_Source information_
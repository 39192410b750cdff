//! Framework configuration
//!
//! Settings shared by every request an adapter server handles, loaded from a
//! YAML file (JSON works too, being valid YAML). See
//! [`AdapterServer::from_config`](crate::AdapterServer::from_config).
//!
//! ```yaml
//! auth_tokens_path: /etc/adapter/tokens.json
//! token_reload_interval_secs: 30
//! json:
//!   complex_attribute_name_delimiter: "__"
//!   enable_json_path: false
//!   local_time_zone_offset: 0
//! ```

use crate::error::{Error, Result};
use crate::json::JsonOptions;
use serde::{Deserialize, Serialize};
use std::path::{Path, PathBuf};
use std::time::Duration;

/// Framework configuration
#[derive(Debug, Clone, PartialEq, Default, Serialize, Deserialize)]
#[serde(default, deny_unknown_fields)]
pub struct FrameworkConfig {
    /// JSON file holding the array of valid caller tokens
    pub auth_tokens_path: Option<PathBuf>,

    /// How often the token file is checked for changes, 0 to never reload
    pub token_reload_interval_secs: u64,

    /// Options for converting JSON documents into objects
    pub json: JsonOptions,
}

impl FrameworkConfig {
    /// Interval for watching the token file, if reloading is enabled
    pub fn token_reload_interval(&self) -> Option<Duration> {
        (self.token_reload_interval_secs > 0)
            .then(|| Duration::from_secs(self.token_reload_interval_secs))
    }
}

/// Load the framework configuration from a file
pub fn load_config<P: AsRef<Path>>(path: P) -> Result<FrameworkConfig> {
    let path = path.as_ref();
    let content = std::fs::read_to_string(path).map_err(|e| {
        Error::config(format!("Failed to read config file {}: {e}", path.display()))
    })?;
    load_config_from_str(&content)
}

/// Load the framework configuration from a YAML string
pub fn load_config_from_str(yaml: &str) -> Result<FrameworkConfig> {
    let config: FrameworkConfig = serde_yaml::from_str(yaml)
        .map_err(|e| Error::config(format!("Failed to parse config YAML: {e}")))?;

    if chrono::FixedOffset::east_opt(config.json.local_time_zone_offset).is_none() {
        return Err(Error::config(format!(
            "local_time_zone_offset must be within one day, got {}s",
            config.json.local_time_zone_offset
        )));
    }
    if config.json.date_time_formats.is_empty() {
        return Err(Error::config("At least one date-time format is required"));
    }

    Ok(config)
}

#[cfg(test)]
mod tests {
    use super::*;
    use crate::json::DateTimeFormat;
    use pretty_assertions::assert_eq;
    use std::io::Write;
    use tempfile::NamedTempFile;

    #[test]
    fn test_empty_config() {
        let config = load_config_from_str("{}").unwrap();
        assert_eq!(config, FrameworkConfig::default());
        assert!(config.token_reload_interval().is_none());
        assert_eq!(config.json, JsonOptions::default());
    }

    #[test]
    fn test_full_config() {
        let yaml = r#"
auth_tokens_path: /etc/adapter/tokens.json
token_reload_interval_secs: 30
json:
  complex_attribute_name_delimiter: "__"
  local_time_zone_offset: -18000
  date_time_formats:
    - format: "%Y-%m-%dT%H:%M:%S%z"
      has_timezone: true
"#;
        let config = load_config_from_str(yaml).unwrap();

        assert_eq!(
            config.auth_tokens_path,
            Some(PathBuf::from("/etc/adapter/tokens.json"))
        );
        assert_eq!(config.token_reload_interval(), Some(Duration::from_secs(30)));
        assert_eq!(
            config.json.complex_attribute_name_delimiter.as_deref(),
            Some("__")
        );
        assert!(!config.json.enable_json_path);
        assert_eq!(config.json.local_time_zone_offset, -18_000);
        assert_eq!(
            config.json.date_time_formats,
            vec![DateTimeFormat::with_timezone("%Y-%m-%dT%H:%M:%S%z")]
        );
    }

    #[test]
    fn test_json_config() {
        let config = load_config_from_str(r#"{"json": {"enable_json_path": true}}"#).unwrap();
        assert!(config.json.enable_json_path);
    }

    #[test]
    fn test_invalid_config() {
        assert!(load_config_from_str("unknown_key: 1").is_err());
        assert!(load_config_from_str("json:\n  local_time_zone_offset: 90000").is_err());
        assert!(load_config_from_str("json:\n  date_time_formats: []").is_err());
    }

    #[test]
    fn test_load_config_file() {
        let mut file = NamedTempFile::new().unwrap();
        writeln!(file, "json:\n  enable_json_path: true").unwrap();

        let config = load_config(file.path()).unwrap();
        assert!(config.json.enable_json_path);

        let err = load_config("/nonexistent/config.yaml").unwrap_err();
        assert!(matches!(err, Error::Config { .. }));
    }
}
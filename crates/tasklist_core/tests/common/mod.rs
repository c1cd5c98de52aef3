#![allow(dead_code)]

use chrono::{DateTime, Local};
use std::cell::Cell;
use std::io;
use std::sync::atomic::{AtomicUsize, Ordering};
use std::sync::{Arc, Mutex};
use tasklist_core::{
    KvSlot, ManualClock, MemorySlot, Notification, NotificationError, NotificationPlatform, NotificationSink,
    Permission, Reminder, StorageError, StorageResult,
};

/// Local instant for a `YYYY-MM-DD` / `HH:MM` pair.
pub fn local(date: &str, time: &str) -> DateTime<Local> {
    Reminder::new(date, time)
        .and_then(|reminder| reminder.instant())
        .expect("test instant should resolve")
}

pub fn reminder(date: &str, time: &str) -> Option<Reminder> {
    Some(Reminder::new(date, time).expect("complete reminder"))
}

/// Clock frozen at 2026-10-16 09:00 local time.
pub fn frozen_clock() -> Arc<ManualClock> {
    Arc::new(ManualClock::new(local("2026-10-16", "09:00")))
}

/// Notification platform that records every call.
#[derive(Clone)]
pub struct RecordingPlatform {
    permission: Permission,
    answer: Permission,
    fail_display: bool,
    requests: Arc<AtomicUsize>,
    shown: Arc<Mutex<Vec<Notification>>>,
}

impl RecordingPlatform {
    pub fn with_permission(permission: Permission) -> Self {
        Self {
            permission,
            answer: permission,
            fail_display: false,
            requests: Arc::new(AtomicUsize::new(0)),
            shown: Arc::new(Mutex::new(Vec::new())),
        }
    }

    pub fn granted() -> Self {
        Self::with_permission(Permission::Granted)
    }

    /// Starts undecided and answers `answer` when prompted.
    pub fn undecided(answer: Permission) -> Self {
        Self {
            answer,
            ..Self::with_permission(Permission::Default)
        }
    }

    pub fn failing() -> Self {
        Self {
            fail_display: true,
            ..Self::granted()
        }
    }

    pub fn sink(&self) -> NotificationSink {
        NotificationSink::new(Box::new(self.clone()))
    }

    pub fn shown(&self) -> Vec<Notification> {
        self.shown.lock().unwrap().clone()
    }

    pub fn request_count(&self) -> usize {
        self.requests.load(Ordering::SeqCst)
    }
}

impl NotificationPlatform for RecordingPlatform {
    fn permission(&self) -> Permission {
        self.permission
    }

    fn request_permission(&self) -> Permission {
        self.requests.fetch_add(1, Ordering::SeqCst);
        self.answer
    }

    fn display(&self, notification: &Notification) -> Result<(), NotificationError> {
        if self.fail_display {
            return Err(NotificationError::Platform("display refused".to_string()));
        }
        self.shown.lock().unwrap().push(notification.clone());
        Ok(())
    }
}

/// Slot whose every operation fails.
pub struct BrokenSlot;

impl KvSlot for BrokenSlot {
    fn read(&self, _key: &str) -> StorageResult<Option<String>> {
        Err(StorageError::Io(io::Error::new(
            io::ErrorKind::PermissionDenied,
            "slot unavailable",
        )))
    }

    fn write(&mut self, _key: &str, _value: &str) -> StorageResult<()> {
        Err(StorageError::Io(io::Error::new(
            io::ErrorKind::PermissionDenied,
            "slot unavailable",
        )))
    }
}

/// Memory slot whose first `failures` reads fail.
pub struct FlakySlot {
    inner: MemorySlot,
    failures: Cell<usize>,
}

impl FlakySlot {
    pub fn new(inner: MemorySlot, failures: usize) -> Self {
        Self {
            inner,
            failures: Cell::new(failures),
        }
    }

    pub fn inner(&self) -> &MemorySlot {
        &self.inner
    }
}

impl KvSlot for FlakySlot {
    fn read(&self, key: &str) -> StorageResult<Option<String>> {
        let remaining = self.failures.get();
        if remaining > 0 {
            self.failures.set(remaining - 1);
            return Err(StorageError::Io(io::Error::new(
                io::ErrorKind::Interrupted,
                "transient read failure",
            )));
        }
        self.inner.read(key)
    }

    fn write(&mut self, key: &str, value: &str) -> StorageResult<()> {
        self.inner.write(key, value)
    }
}
use tasklist_core::{ReconcileSignal, Reminder, Task, TaskList, TaskStore, ValidationError};

#[test]
fn add_list_rejects_blank_name_without_state_change() {
    let mut store = TaskStore::new();
    let err = store.add_list("   ").unwrap_err();
    assert_eq!(err, ValidationError::BlankListName);
    assert!(store.lists().is_empty());
}

#[test]
fn add_list_trims_name_and_assigns_fresh_ids() {
    let mut store = TaskStore::new();
    let first = store.add_list("  Groceries ").unwrap().id;
    let second = store.add_list("Work").unwrap().id;

    assert_ne!(first, second);
    assert_eq!(store.list(first).unwrap().name, "Groceries");
    assert!(store.list(first).unwrap().tasks.is_empty());
}

#[test]
fn add_task_rejects_blank_text_and_unknown_list() {
    let mut store = TaskStore::new();
    let list_id = store.add_list("Inbox").unwrap().id;

    assert_eq!(
        store.add_task(list_id, " \n ", None).unwrap_err(),
        ValidationError::BlankTaskText
    );
    assert_eq!(
        store.add_task(999, "real text", None).unwrap_err(),
        ValidationError::ListNotFound(999)
    );
    assert!(store.list(list_id).unwrap().tasks.is_empty());
    assert!(!store.has_pending_signals());
}

#[test]
fn add_task_appends_incomplete_task_with_reminder() {
    let mut store = TaskStore::new();
    let list_id = store.add_list("Inbox").unwrap().id;
    store.add_task(list_id, "first", None).unwrap();
    let task = store
        .add_task(list_id, "Call mom", Reminder::new("2026-01-15", "10:00"))
        .unwrap()
        .clone();

    assert!(!task.is_completed);
    assert_eq!(task.text, "Call mom");
    assert_eq!(task.reminder, Reminder::new("2026-01-15", "10:00"));

    let texts: Vec<&str> = store
        .list(list_id)
        .unwrap()
        .tasks
        .iter()
        .map(|task| task.text.as_str())
        .collect();
    assert_eq!(texts, vec!["first", "Call mom"]);
}

#[test]
fn task_ids_never_repeat_after_list_recreation() {
    let mut store = TaskStore::new();
    let list_a = store.add_list("A").unwrap().id;
    let old_task = store.add_task(list_a, "a", None).unwrap().id;
    store.remove_list(list_a).unwrap();

    let list_b = store.add_list("A").unwrap().id;
    let new_task = store.add_task(list_b, "a", None).unwrap().id;

    assert_ne!(list_a, list_b);
    assert_ne!(old_task, new_task);
}

#[test]
fn remove_task_is_idempotent() {
    let mut store = TaskStore::new();
    let list_id = store.add_list("Inbox").unwrap().id;
    let keep = store.add_task(list_id, "keep", None).unwrap().id;
    let gone = store.add_task(list_id, "drop", None).unwrap().id;
    store.take_signals();

    assert!(store.remove_task(list_id, gone));
    let after_first = store.snapshot();
    let signals_after_first = store.take_signals();

    assert!(!store.remove_task(list_id, gone));
    assert_eq!(store.snapshot(), after_first);
    assert!(store.take_signals().is_empty());

    assert_eq!(
        signals_after_first,
        vec![ReconcileSignal::Task {
            list_id,
            task_id: gone
        }]
    );
    assert!(store.task(list_id, keep).is_some());
}

#[test]
fn toggle_completed_flips_and_reports_missing_tasks() {
    let mut store = TaskStore::new();
    let list_id = store.add_list("Inbox").unwrap().id;
    let task_id = store.add_task(list_id, "flip", None).unwrap().id;

    assert!(store.toggle_completed(list_id, task_id).unwrap());
    assert!(store.task(list_id, task_id).unwrap().is_completed);
    assert!(!store.toggle_completed(list_id, task_id).unwrap());

    assert_eq!(
        store.toggle_completed(list_id, 404).unwrap_err(),
        ValidationError::TaskNotFound {
            list_id,
            task_id: 404
        }
    );
}

#[test]
fn set_reminder_replaces_and_clears() {
    let mut store = TaskStore::new();
    let list_id = store.add_list("Inbox").unwrap().id;
    let task_id = store
        .add_task(list_id, "dentist", Reminder::new("2026-02-01", "08:00"))
        .unwrap()
        .id;

    store
        .set_reminder(list_id, task_id, Reminder::new("2026-02-02", "09:30"))
        .unwrap();
    assert_eq!(
        store.task(list_id, task_id).unwrap().reminder,
        Reminder::new("2026-02-02", "09:30")
    );

    store.set_reminder(list_id, task_id, None).unwrap();
    assert!(store.task(list_id, task_id).unwrap().reminder.is_none());
}

#[test]
fn edit_and_rename_validate_without_signals() {
    let mut store = TaskStore::new();
    let list_id = store.add_list("Inbox").unwrap().id;
    let task_id = store.add_task(list_id, "draft", None).unwrap().id;
    store.take_signals();

    store.edit_task_text(list_id, task_id, " final ").unwrap();
    store.rename_list(list_id, "Today").unwrap();
    assert_eq!(store.task(list_id, task_id).unwrap().text, "final");
    assert_eq!(store.list(list_id).unwrap().name, "Today");
    assert!(!store.has_pending_signals());

    assert_eq!(
        store.edit_task_text(list_id, task_id, "").unwrap_err(),
        ValidationError::BlankTaskText
    );
    assert_eq!(
        store.rename_list(list_id, "\t").unwrap_err(),
        ValidationError::BlankListName
    );
}

#[test]
fn find_task_searches_every_list() {
    let mut store = TaskStore::new();
    let first = store.add_list("A").unwrap().id;
    let second = store.add_list("B").unwrap().id;
    store.add_task(first, "a", None).unwrap();
    let target = store.add_task(second, "b", None).unwrap().id;

    let (list_id, task) = store.find_task(target).unwrap();
    assert_eq!(list_id, second);
    assert_eq!(task.text, "b");
    assert_eq!(store.all_tasks().count(), 2);
    assert!(store.find_task(12345).is_none());
}

#[test]
fn remove_missing_list_is_silent() {
    let mut store = TaskStore::new();
    assert!(store.remove_list(77).is_none());
    assert!(!store.has_pending_signals());
}

#[test]
fn loaded_max_ids_never_collide_with_new_ones() {
    let mut edge = TaskList::new(u64::MAX, "Edge");
    edge.tasks.push(Task::new(u64::MAX, "edge"));
    let mut store = TaskStore::from_lists(vec![edge]);
    let old_list = store.lists()[0].id;
    let old_task = store.lists()[0].tasks[0].id;

    let new_list = store.add_list("Work").unwrap().id;
    let new_task = store.add_task(new_list, "report", None).unwrap().id;

    assert_ne!(old_list, new_list);
    assert_ne!(old_task, new_task);
    assert_eq!(store.find_task(new_task).unwrap().0, new_list);
    assert_eq!(store.find_task(old_task).unwrap().1.text, "edge");
}

#[test]
fn exhausted_ids_reject_new_entries_without_change() {
    let mut store = TaskStore::from_lists(vec![TaskList::new(u64::MAX - 1, "Last")]);
    let last = store.add_list("Top").unwrap().id;
    assert_eq!(last, u64::MAX);

    assert_eq!(
        store.add_list("Overflow").unwrap_err(),
        ValidationError::IdsExhausted
    );
    assert_eq!(store.lists().len(), 2);
    assert!(!store.has_pending_signals());
}
//! In-memory task store and reconciliation signals.
//!
//! # Responsibility
//! - Own the canonical list-of-lists model for one session.
//! - Apply user mutations synchronously and record which tasks they touched.
//!
//! # Invariants
//! - List ids and task ids are unique across the store and never reused
//!   within a session (monotonic counters).
//! - Every mutation that can change whether a task should have an armed
//!   reminder queues exactly one `ReconcileSignal`.
//! - Rejected input leaves the store untouched.

use crate::model::reminder::Reminder;
use crate::model::task::{require_text, ListId, Task, TaskId, TaskList, ValidationError};
use log::{debug, warn};
use std::collections::HashSet;

/// Notification that a task's armable state may have changed.
#[derive(Debug, Clone, PartialEq, Eq)]
pub enum ReconcileSignal {
    /// One task was added, removed, toggled or had its reminder replaced.
    Task { list_id: ListId, task_id: TaskId },
    /// A whole list (and every task in it) was removed.
    ListRemoved {
        list_id: ListId,
        task_ids: Vec<TaskId>,
    },
}

impl ReconcileSignal {
    /// Task ids named by this signal.
    pub fn task_ids(&self) -> Vec<TaskId> {
        match self {
            Self::Task { task_id, .. } => vec![*task_id],
            Self::ListRemoved { task_ids, .. } => task_ids.clone(),
        }
    }
}

/// Canonical task/list model with queued reconciliation signals.
#[derive(Debug, Clone)]
pub struct TaskStore {
    lists: Vec<TaskList>,
    /// `None` once every list id has been handed out.
    next_list_id: Option<ListId>,
    /// `None` once every task id has been handed out.
    next_task_id: Option<TaskId>,
    signals: Vec<ReconcileSignal>,
}

impl Default for TaskStore {
    fn default() -> Self {
        Self::new()
    }
}

impl TaskStore {
    /// Creates an empty store.
    pub fn new() -> Self {
        Self::from_lists(Vec::new())
    }

    /// Builds a store from a loaded snapshot.
    ///
    /// Id counters resume after the highest id present. A list or task id
    /// that repeats an earlier one is reassigned a fresh id so the
    /// uniqueness invariant holds for legacy data. When the snapshot leaves
    /// no room above its highest id, every id is renumbered from 1.
    pub fn from_lists(mut lists: Vec<TaskList>) -> Self {
        let mut store = Self {
            lists: Vec::new(),
            next_list_id: Some(1),
            next_task_id: Some(1),
            signals: Vec::new(),
        };

        let mut normalized = store.resume_counters(&lists);
        if normalized.is_ok() {
            normalized = store.renumber_duplicates(&mut lists);
        }
        if normalized.is_err() {
            store.compact_ids(&mut lists);
        }

        store.lists = lists;
        store
    }

    /// All lists in creation order.
    pub fn lists(&self) -> &[TaskList] {
        &self.lists
    }

    /// Looks up a list by id.
    pub fn list(&self, list_id: ListId) -> Option<&TaskList> {
        self.lists.iter().find(|list| list.id == list_id)
    }

    /// Looks up a task within one list.
    pub fn task(&self, list_id: ListId, task_id: TaskId) -> Option<&Task> {
        self.list(list_id).and_then(|list| list.task(task_id))
    }

    /// Finds a task in any list.
    pub fn find_task(&self, task_id: TaskId) -> Option<(ListId, &Task)> {
        self.all_tasks().find(|(_, task)| task.id == task_id)
    }

    /// Every task in the store paired with its owning list id.
    pub fn all_tasks(&self) -> impl Iterator<Item = (ListId, &Task)> {
        self.lists
            .iter()
            .flat_map(|list| list.tasks.iter().map(move |task| (list.id, task)))
    }

    /// Owned copy of the current lists, suitable for persistence.
    pub fn snapshot(&self) -> Vec<TaskList> {
        self.lists.clone()
    }

    /// Drains queued reconciliation signals in emission order.
    pub fn take_signals(&mut self) -> Vec<ReconcileSignal> {
        std::mem::take(&mut self.signals)
    }

    /// Whether signals are waiting to be drained.
    pub fn has_pending_signals(&self) -> bool {
        !self.signals.is_empty()
    }

    /// Creates an empty list with a fresh id.
    ///
    /// # Errors
    /// - `BlankListName` when `name` is blank after trimming.
    /// - `IdsExhausted` when no list id is left to hand out.
    pub fn add_list(&mut self, name: &str) -> Result<&TaskList, ValidationError> {
        let name = require_text(name, ValidationError::BlankListName)?;
        let id = self.allocate_list_id()?;
        self.lists.push(TaskList::new(id, name));
        debug!("event=list_add module=store status=ok list_id={id}");
        Ok(&self.lists[self.lists.len() - 1])
    }

    /// Renames a list.
    pub fn rename_list(&mut self, list_id: ListId, name: &str) -> Result<(), ValidationError> {
        let name = require_text(name, ValidationError::BlankListName)?;
        let list = self.list_mut(list_id)?;
        list.name = name;
        debug!("event=list_rename module=store status=ok list_id={list_id}");
        Ok(())
    }

    /// Removes a list and every task in it.
    ///
    /// Returns the removed list, or `None` (and emits nothing) when absent.
    pub fn remove_list(&mut self, list_id: ListId) -> Option<TaskList> {
        let index = self.lists.iter().position(|list| list.id == list_id)?;
        let removed = self.lists.remove(index);
        let task_ids: Vec<TaskId> = removed.tasks.iter().map(|task| task.id).collect();
        debug!(
            "event=list_remove module=store status=ok list_id={} task_count={}",
            list_id,
            task_ids.len()
        );
        self.signals
            .push(ReconcileSignal::ListRemoved { list_id, task_ids });
        Some(removed)
    }

    /// Appends a new incomplete task to a list.
    ///
    /// A reminder is stored as given; partial reminders never reach this
    /// point because `Reminder` is complete by construction.
    ///
    /// # Errors
    /// - `BlankTaskText` when `text` is blank after trimming.
    /// - `ListNotFound` when `list_id` is unknown.
    /// - `IdsExhausted` when no task id is left to hand out.
    pub fn add_task(
        &mut self,
        list_id: ListId,
        text: &str,
        reminder: Option<Reminder>,
    ) -> Result<&Task, ValidationError> {
        let text = require_text(text, ValidationError::BlankTaskText)?;
        let index = self.list_index(list_id)?;
        let task_id = self.allocate_task_id()?;
        let has_reminder = reminder.is_some();

        let list = &mut self.lists[index];
        list.tasks.push(Task::new(task_id, text).with_reminder(reminder));
        debug!(
            "event=task_add module=store status=ok list_id={list_id} task_id={task_id} has_reminder={has_reminder}"
        );
        self.signals
            .push(ReconcileSignal::Task { list_id, task_id });

        let list = &self.lists[index];
        Ok(&list.tasks[list.tasks.len() - 1])
    }

    /// Removes a task. Idempotent: a missing task is a silent no-op.
    ///
    /// Returns whether a task was removed.
    pub fn remove_task(&mut self, list_id: ListId, task_id: TaskId) -> bool {
        let Ok(list) = self.list_mut(list_id) else {
            return false;
        };
        let Some(index) = list.tasks.iter().position(|task| task.id == task_id) else {
            return false;
        };
        list.tasks.remove(index);
        debug!("event=task_remove module=store status=ok list_id={list_id} task_id={task_id}");
        self.signals
            .push(ReconcileSignal::Task { list_id, task_id });
        true
    }

    /// Flips completion state and returns the new value.
    pub fn toggle_completed(
        &mut self,
        list_id: ListId,
        task_id: TaskId,
    ) -> Result<bool, ValidationError> {
        let task = self.task_mut(list_id, task_id)?;
        task.is_completed = !task.is_completed;
        let completed = task.is_completed;
        debug!(
            "event=task_toggle module=store status=ok list_id={list_id} task_id={task_id} completed={completed}"
        );
        self.signals
            .push(ReconcileSignal::Task { list_id, task_id });
        Ok(completed)
    }

    /// Replaces the reminder, or clears it with `None`.
    pub fn set_reminder(
        &mut self,
        list_id: ListId,
        task_id: TaskId,
        reminder: Option<Reminder>,
    ) -> Result<(), ValidationError> {
        let task = self.task_mut(list_id, task_id)?;
        let has_reminder = reminder.is_some();
        task.reminder = reminder;
        debug!(
            "event=task_reminder module=store status=ok list_id={list_id} task_id={task_id} has_reminder={has_reminder}"
        );
        self.signals
            .push(ReconcileSignal::Task { list_id, task_id });
        Ok(())
    }

    /// Replaces task text. Does not affect reminder armability.
    pub fn edit_task_text(
        &mut self,
        list_id: ListId,
        task_id: TaskId,
        text: &str,
    ) -> Result<(), ValidationError> {
        let text = require_text(text, ValidationError::BlankTaskText)?;
        let task = self.task_mut(list_id, task_id)?;
        task.text = text;
        debug!("event=task_edit module=store status=ok list_id={list_id} task_id={task_id}");
        Ok(())
    }

    fn list_index(&self, list_id: ListId) -> Result<usize, ValidationError> {
        self.lists
            .iter()
            .position(|list| list.id == list_id)
            .ok_or(ValidationError::ListNotFound(list_id))
    }

    fn list_mut(&mut self, list_id: ListId) -> Result<&mut TaskList, ValidationError> {
        let index = self.list_index(list_id)?;
        Ok(&mut self.lists[index])
    }

    fn task_mut(&mut self, list_id: ListId, task_id: TaskId) -> Result<&mut Task, ValidationError> {
        self.list_mut(list_id)?
            .task_mut(task_id)
            .ok_or(ValidationError::TaskNotFound { list_id, task_id })
    }

    fn resume_counters(&mut self, lists: &[TaskList]) -> Result<(), ValidationError> {
        let max_list_id = lists.iter().map(|list| list.id).max().unwrap_or(0);
        let max_task_id = lists
            .iter()
            .flat_map(|list| list.tasks.iter().map(|task| task.id))
            .max()
            .unwrap_or(0);
        self.next_list_id = Some(
            max_list_id
                .checked_add(1)
                .ok_or(ValidationError::IdsExhausted)?,
        );
        self.next_task_id = Some(
            max_task_id
                .checked_add(1)
                .ok_or(ValidationError::IdsExhausted)?,
        );
        Ok(())
    }

    fn renumber_duplicates(&mut self, lists: &mut [TaskList]) -> Result<(), ValidationError> {
        let mut seen_lists = HashSet::new();
        let mut seen_tasks = HashSet::new();
        for list in lists.iter_mut() {
            if !seen_lists.insert(list.id) {
                let fresh = self.allocate_list_id()?;
                warn!(
                    "event=store_normalize module=store status=ok kind=list old_id={} new_id={}",
                    list.id, fresh
                );
                list.id = fresh;
                seen_lists.insert(fresh);
            }
            for task in &mut list.tasks {
                if !seen_tasks.insert(task.id) {
                    let fresh = self.allocate_task_id()?;
                    warn!(
                        "event=store_normalize module=store status=ok kind=task list_id={} old_id={} new_id={}",
                        list.id, task.id, fresh
                    );
                    task.id = fresh;
                    seen_tasks.insert(fresh);
                }
            }
        }
        Ok(())
    }

    /// Renumbers lists and tasks from 1 in snapshot order.
    fn compact_ids(&mut self, lists: &mut [TaskList]) {
        let mut next_list_id: ListId = 1;
        let mut next_task_id: TaskId = 1;
        for list in lists.iter_mut() {
            list.id = next_list_id;
            next_list_id += 1;
            for task in &mut list.tasks {
                task.id = next_task_id;
                next_task_id += 1;
            }
        }
        warn!(
            "event=store_normalize module=store status=ok kind=compact list_count={} task_count={}",
            next_list_id - 1,
            next_task_id - 1
        );
        self.next_list_id = Some(next_list_id);
        self.next_task_id = Some(next_task_id);
    }

    fn allocate_list_id(&mut self) -> Result<ListId, ValidationError> {
        let id = self.next_list_id.ok_or(ValidationError::IdsExhausted)?;
        self.next_list_id = id.checked_add(1);
        Ok(id)
    }

    fn allocate_task_id(&mut self) -> Result<TaskId, ValidationError> {
        let id = self.next_task_id.ok_or(ValidationError::IdsExhausted)?;
        self.next_task_id = id.checked_add(1);
        Ok(id)
    }
}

_What this task involves_
Would you please transcribe the lines above exactly, starting with the first line of the material and ending with the line that has "valid YAML). See"?

_Expected output_
repository 39192410b750cdff
//! Framework configuration
//!
//! Settings shared by every request an adapter server handles, loaded from a
//! YAML file (JSON works too, being valid YAML). See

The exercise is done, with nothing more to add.